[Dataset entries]
>>>
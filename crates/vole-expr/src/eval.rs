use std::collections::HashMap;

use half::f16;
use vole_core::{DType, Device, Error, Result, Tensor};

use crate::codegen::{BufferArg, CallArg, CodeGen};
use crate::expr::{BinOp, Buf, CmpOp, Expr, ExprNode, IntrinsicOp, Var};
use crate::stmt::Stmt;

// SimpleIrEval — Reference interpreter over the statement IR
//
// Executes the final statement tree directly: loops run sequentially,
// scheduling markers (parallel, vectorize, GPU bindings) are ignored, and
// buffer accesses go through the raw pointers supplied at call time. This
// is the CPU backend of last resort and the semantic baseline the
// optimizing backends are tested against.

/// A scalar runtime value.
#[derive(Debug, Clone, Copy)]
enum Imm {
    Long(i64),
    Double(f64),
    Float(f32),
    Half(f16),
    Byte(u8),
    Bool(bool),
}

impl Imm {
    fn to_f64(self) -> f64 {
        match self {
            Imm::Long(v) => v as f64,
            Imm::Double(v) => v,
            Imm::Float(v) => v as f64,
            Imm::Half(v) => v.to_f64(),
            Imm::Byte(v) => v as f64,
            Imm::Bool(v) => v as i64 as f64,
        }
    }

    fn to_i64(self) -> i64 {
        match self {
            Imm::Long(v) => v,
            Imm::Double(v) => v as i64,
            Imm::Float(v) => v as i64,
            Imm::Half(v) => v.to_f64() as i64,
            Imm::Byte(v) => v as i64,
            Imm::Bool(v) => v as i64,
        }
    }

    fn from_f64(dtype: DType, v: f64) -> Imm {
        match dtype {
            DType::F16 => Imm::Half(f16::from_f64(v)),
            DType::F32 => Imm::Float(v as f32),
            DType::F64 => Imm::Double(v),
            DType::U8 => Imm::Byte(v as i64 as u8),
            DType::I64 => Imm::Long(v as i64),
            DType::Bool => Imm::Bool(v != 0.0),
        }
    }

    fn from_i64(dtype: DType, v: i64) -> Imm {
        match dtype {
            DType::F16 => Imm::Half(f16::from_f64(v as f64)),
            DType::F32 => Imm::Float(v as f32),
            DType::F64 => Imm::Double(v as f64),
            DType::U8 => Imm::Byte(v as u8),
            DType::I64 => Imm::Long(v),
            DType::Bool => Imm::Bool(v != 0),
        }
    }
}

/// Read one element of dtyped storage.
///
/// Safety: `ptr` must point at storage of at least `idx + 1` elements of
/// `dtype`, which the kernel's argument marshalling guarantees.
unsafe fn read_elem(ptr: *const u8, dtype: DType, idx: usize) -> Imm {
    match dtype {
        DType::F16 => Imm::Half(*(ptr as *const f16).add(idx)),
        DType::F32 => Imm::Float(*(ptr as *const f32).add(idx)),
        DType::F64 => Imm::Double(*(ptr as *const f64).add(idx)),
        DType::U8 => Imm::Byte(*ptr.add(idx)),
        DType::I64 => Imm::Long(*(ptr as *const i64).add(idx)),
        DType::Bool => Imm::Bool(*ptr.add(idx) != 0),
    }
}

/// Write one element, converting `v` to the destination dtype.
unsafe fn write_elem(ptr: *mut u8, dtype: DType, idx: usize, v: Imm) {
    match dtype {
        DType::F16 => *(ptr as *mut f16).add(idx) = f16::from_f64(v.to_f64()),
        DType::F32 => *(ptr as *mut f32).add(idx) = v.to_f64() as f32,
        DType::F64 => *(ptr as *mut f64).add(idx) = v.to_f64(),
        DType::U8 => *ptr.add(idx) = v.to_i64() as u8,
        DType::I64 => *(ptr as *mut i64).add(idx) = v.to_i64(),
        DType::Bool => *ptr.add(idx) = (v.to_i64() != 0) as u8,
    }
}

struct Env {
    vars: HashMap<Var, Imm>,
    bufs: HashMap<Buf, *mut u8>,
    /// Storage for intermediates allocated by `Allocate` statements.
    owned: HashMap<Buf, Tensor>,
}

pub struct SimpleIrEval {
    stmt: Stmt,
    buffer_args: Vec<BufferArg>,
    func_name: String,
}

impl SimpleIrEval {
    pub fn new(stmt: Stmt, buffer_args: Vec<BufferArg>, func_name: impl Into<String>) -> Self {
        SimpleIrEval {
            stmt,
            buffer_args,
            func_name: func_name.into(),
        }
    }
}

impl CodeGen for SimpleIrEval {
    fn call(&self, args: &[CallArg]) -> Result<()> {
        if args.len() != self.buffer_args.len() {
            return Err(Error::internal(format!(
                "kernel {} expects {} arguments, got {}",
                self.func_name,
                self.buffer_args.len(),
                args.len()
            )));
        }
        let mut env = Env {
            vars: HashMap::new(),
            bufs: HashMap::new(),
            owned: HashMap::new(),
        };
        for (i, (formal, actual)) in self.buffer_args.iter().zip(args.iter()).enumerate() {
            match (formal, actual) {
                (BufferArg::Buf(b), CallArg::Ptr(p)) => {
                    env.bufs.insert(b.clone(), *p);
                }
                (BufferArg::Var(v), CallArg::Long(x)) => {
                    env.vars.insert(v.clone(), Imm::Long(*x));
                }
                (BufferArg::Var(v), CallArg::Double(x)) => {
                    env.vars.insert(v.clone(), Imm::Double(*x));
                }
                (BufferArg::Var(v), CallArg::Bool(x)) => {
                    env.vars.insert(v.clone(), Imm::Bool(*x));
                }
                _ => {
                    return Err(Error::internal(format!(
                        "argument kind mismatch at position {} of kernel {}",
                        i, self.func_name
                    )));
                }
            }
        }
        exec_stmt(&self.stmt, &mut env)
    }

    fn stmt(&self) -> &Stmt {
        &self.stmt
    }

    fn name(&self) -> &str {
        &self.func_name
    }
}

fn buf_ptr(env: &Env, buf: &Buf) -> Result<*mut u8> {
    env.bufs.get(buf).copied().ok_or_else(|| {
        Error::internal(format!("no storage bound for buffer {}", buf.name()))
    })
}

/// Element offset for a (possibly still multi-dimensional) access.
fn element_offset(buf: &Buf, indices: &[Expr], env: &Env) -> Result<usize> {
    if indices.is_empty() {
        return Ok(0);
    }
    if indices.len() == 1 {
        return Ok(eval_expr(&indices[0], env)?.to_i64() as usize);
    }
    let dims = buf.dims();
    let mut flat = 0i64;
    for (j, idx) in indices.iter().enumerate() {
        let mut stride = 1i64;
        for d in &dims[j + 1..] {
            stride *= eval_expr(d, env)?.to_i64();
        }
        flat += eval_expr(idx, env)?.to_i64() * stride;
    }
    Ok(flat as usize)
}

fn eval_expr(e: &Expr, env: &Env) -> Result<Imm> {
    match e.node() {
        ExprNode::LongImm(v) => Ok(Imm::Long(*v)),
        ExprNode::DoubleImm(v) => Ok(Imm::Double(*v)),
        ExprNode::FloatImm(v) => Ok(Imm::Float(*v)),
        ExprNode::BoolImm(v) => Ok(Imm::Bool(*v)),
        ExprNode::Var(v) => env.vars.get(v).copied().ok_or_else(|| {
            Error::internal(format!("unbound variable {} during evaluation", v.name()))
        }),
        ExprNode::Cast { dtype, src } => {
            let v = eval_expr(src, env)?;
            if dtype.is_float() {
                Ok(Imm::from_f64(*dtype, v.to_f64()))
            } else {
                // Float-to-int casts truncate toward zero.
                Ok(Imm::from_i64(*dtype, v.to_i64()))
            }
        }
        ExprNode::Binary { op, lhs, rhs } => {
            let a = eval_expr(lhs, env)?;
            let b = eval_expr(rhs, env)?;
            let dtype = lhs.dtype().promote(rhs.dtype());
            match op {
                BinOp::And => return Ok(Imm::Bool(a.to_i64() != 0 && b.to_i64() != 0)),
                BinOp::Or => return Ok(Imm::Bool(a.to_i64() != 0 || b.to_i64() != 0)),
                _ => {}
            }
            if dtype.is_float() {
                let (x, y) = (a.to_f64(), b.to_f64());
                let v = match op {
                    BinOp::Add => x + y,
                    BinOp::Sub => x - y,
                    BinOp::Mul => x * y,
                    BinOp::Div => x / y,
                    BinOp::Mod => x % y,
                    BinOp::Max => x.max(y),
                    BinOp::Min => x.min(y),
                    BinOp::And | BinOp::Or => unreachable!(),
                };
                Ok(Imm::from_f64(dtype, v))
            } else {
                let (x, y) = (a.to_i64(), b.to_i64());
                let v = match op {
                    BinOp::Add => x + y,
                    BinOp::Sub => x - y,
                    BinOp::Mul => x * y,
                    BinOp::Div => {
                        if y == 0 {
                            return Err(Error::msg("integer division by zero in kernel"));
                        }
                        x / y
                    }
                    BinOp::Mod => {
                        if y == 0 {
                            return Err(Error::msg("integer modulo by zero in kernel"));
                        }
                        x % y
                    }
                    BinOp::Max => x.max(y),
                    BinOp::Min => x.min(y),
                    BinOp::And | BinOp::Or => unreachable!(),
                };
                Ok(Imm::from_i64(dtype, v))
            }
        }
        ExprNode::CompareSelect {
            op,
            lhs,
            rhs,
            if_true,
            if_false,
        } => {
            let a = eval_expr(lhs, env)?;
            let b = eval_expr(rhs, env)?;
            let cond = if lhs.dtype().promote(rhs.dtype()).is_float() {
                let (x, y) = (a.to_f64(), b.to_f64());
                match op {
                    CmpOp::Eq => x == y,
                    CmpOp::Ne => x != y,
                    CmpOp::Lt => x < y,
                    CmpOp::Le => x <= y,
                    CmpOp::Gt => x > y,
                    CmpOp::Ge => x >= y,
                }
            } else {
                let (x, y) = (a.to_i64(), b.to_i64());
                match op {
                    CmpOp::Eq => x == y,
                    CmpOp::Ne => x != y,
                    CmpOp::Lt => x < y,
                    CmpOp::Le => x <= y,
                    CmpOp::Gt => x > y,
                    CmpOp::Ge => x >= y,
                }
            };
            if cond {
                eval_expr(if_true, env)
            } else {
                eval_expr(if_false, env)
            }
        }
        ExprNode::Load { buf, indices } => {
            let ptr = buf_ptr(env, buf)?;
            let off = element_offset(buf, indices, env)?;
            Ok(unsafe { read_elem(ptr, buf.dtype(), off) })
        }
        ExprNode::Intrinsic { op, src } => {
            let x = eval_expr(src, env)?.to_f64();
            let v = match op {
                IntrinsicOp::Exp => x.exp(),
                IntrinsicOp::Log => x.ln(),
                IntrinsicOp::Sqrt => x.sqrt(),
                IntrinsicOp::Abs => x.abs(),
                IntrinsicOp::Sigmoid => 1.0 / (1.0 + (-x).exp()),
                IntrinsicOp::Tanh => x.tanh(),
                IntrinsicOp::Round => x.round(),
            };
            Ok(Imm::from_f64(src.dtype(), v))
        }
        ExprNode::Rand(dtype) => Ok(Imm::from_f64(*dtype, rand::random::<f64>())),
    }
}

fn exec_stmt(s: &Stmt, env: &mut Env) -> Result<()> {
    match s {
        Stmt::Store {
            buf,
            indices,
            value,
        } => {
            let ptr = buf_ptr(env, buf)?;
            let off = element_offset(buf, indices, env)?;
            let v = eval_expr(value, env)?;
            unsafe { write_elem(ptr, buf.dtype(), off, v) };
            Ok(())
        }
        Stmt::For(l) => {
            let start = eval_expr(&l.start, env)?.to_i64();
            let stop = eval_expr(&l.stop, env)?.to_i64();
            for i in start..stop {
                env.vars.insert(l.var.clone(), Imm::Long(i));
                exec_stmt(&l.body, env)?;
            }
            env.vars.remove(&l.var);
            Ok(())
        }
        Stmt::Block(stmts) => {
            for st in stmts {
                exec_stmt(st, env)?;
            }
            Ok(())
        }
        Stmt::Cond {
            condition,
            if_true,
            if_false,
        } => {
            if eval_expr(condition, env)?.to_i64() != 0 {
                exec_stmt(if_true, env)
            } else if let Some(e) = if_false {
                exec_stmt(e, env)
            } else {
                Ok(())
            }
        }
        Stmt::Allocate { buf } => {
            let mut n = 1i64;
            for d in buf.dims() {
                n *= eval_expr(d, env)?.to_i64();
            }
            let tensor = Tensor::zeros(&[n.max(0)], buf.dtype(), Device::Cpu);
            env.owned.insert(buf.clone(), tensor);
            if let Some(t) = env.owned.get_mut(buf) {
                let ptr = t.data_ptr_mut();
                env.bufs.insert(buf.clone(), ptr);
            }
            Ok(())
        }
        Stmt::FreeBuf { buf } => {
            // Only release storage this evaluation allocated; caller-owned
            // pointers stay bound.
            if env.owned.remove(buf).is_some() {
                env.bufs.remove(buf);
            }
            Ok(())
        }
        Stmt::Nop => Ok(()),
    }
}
<<<
>>>
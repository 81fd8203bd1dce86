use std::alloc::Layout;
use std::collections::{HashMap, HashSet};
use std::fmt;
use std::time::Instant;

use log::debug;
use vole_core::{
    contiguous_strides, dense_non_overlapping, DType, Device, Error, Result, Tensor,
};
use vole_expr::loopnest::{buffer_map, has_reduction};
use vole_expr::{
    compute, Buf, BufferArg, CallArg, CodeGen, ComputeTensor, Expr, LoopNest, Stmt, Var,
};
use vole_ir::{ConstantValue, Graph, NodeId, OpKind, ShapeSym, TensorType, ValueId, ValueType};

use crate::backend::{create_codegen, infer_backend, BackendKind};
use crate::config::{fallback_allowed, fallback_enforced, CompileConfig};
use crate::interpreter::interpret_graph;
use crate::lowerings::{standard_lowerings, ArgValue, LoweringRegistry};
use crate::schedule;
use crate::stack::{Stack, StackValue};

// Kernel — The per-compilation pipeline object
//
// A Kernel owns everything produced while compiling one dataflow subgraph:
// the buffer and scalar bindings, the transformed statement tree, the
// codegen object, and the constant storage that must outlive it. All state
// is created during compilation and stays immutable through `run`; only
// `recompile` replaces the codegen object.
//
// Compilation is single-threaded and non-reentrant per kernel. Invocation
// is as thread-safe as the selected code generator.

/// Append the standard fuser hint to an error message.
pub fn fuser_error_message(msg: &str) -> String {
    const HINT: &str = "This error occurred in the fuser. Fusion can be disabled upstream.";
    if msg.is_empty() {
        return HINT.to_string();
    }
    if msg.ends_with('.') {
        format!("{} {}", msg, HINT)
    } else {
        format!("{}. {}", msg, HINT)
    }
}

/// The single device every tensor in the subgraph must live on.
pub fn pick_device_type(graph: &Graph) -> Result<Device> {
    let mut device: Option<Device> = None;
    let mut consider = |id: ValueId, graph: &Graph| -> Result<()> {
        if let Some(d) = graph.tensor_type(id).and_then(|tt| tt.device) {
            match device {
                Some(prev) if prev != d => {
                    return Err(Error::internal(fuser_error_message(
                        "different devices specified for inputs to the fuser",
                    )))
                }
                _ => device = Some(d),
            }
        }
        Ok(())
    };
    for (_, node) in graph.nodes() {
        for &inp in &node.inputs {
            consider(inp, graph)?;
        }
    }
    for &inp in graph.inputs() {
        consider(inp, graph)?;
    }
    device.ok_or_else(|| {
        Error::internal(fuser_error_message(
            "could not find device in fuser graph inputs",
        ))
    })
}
<<<
■ TO DO: Select every line above that contains the word "unsafe", and copy it.

■ EXERCISE ANSWER:
unsafe fn read_elem(ptr: *const u8, dtype: DType, idx: usize) -> Imm {
unsafe fn write_elem(ptr: *mut u8, dtype: DType, idx: usize, v: Imm) {
            Ok(unsafe { read_elem(ptr, buf.dtype(), off) })
            unsafe { write_elem(ptr, buf.dtype(), off, v) };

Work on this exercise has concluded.